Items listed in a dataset

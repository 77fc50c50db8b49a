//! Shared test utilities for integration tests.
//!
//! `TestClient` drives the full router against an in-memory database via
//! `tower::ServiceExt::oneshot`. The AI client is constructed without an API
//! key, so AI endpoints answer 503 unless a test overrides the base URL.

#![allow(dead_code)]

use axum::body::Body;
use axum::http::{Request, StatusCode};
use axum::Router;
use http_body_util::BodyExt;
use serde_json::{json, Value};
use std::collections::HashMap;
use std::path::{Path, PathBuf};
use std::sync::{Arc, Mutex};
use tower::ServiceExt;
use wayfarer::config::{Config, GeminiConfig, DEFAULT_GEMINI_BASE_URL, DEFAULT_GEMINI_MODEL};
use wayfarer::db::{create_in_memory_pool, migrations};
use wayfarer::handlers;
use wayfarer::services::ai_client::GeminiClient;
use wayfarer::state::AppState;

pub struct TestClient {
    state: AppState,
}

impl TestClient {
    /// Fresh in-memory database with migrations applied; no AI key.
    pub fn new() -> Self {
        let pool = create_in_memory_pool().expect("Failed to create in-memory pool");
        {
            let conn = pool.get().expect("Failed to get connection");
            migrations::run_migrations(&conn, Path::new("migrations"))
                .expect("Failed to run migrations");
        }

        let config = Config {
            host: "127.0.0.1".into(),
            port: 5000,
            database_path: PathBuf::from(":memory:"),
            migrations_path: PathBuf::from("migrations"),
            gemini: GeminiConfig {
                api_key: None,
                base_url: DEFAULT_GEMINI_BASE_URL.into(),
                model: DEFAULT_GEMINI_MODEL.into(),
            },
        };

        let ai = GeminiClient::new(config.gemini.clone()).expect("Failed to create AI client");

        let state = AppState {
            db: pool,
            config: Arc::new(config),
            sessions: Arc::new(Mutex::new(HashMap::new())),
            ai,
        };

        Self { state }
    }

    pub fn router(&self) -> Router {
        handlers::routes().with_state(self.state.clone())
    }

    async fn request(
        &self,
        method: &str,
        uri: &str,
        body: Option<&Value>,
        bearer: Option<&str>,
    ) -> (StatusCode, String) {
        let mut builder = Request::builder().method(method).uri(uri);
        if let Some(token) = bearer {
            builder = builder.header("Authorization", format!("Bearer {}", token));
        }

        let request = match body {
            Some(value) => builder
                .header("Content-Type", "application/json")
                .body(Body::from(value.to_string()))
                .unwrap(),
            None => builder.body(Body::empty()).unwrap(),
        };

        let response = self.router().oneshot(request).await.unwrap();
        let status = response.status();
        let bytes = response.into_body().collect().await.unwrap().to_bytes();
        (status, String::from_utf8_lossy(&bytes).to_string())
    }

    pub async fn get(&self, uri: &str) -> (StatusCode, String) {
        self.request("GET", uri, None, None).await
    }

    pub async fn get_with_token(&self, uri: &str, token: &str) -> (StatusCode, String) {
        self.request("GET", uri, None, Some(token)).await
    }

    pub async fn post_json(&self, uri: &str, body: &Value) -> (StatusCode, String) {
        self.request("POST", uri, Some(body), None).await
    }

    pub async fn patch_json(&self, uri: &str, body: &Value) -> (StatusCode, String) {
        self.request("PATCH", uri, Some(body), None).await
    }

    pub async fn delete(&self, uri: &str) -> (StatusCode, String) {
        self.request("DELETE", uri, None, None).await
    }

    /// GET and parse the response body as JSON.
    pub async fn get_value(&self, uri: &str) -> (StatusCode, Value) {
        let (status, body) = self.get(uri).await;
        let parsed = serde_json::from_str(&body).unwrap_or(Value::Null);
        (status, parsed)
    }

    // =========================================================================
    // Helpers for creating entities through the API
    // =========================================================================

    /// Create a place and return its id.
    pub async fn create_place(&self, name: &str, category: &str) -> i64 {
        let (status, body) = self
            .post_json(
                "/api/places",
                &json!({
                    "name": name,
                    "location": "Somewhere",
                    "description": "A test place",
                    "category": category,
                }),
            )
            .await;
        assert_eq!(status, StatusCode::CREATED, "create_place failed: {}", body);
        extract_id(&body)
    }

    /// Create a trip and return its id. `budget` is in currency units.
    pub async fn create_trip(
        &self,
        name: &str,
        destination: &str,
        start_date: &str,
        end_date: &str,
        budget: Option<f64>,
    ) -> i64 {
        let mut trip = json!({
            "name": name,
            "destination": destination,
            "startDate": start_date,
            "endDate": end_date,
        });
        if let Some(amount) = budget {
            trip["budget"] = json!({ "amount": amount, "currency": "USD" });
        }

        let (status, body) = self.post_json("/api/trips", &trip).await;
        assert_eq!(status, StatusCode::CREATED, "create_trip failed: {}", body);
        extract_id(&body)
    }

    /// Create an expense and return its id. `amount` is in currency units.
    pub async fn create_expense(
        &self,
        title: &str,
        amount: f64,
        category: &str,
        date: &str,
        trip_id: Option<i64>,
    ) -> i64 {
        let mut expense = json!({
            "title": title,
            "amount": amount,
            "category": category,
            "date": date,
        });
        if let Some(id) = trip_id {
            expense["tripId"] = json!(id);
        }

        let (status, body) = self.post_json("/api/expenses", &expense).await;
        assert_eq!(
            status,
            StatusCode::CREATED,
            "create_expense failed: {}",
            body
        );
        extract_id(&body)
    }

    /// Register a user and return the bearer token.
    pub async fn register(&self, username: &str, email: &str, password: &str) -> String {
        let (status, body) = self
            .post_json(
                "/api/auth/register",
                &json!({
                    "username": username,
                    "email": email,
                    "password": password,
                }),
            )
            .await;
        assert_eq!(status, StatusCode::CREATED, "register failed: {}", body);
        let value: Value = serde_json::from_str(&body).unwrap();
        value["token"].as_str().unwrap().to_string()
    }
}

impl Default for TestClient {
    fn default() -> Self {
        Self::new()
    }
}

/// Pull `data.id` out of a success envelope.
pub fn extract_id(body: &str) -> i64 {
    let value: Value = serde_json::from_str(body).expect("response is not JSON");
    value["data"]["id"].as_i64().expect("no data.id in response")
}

...

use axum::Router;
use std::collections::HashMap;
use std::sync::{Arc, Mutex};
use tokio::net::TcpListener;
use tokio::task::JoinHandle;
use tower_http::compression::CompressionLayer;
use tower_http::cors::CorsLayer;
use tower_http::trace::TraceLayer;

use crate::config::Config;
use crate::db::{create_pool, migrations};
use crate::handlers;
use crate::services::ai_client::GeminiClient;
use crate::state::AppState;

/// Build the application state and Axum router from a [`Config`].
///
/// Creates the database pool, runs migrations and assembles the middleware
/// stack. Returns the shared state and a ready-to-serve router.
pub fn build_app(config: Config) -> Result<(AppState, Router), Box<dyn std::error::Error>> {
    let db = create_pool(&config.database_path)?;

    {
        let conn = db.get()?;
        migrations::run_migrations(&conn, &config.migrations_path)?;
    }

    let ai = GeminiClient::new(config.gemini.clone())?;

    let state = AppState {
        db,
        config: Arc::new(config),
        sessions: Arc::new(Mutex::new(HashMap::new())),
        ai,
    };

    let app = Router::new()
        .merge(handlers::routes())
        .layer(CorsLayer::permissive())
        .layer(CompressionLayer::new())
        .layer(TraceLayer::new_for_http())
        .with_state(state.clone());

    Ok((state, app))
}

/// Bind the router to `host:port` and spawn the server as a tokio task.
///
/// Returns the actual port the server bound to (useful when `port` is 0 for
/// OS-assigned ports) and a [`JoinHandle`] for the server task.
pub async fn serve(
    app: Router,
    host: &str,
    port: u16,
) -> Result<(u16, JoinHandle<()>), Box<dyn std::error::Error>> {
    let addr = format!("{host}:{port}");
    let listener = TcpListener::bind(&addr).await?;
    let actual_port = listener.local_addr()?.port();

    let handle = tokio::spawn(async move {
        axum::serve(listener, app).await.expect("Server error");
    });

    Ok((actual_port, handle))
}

▶ _INSTRUCTIONS FOR THE TASK_: The lines above that include "conn" should each be listed.

▶ _RESPONSE TO THE TASK_:
            let conn = pool.get().expect("Failed to get connection");
            migrations::run_migrations(&conn, Path::new("migrations"))
        let conn = db.get()?;
        migrations::run_migrations(&conn, &config.migrations_path)?;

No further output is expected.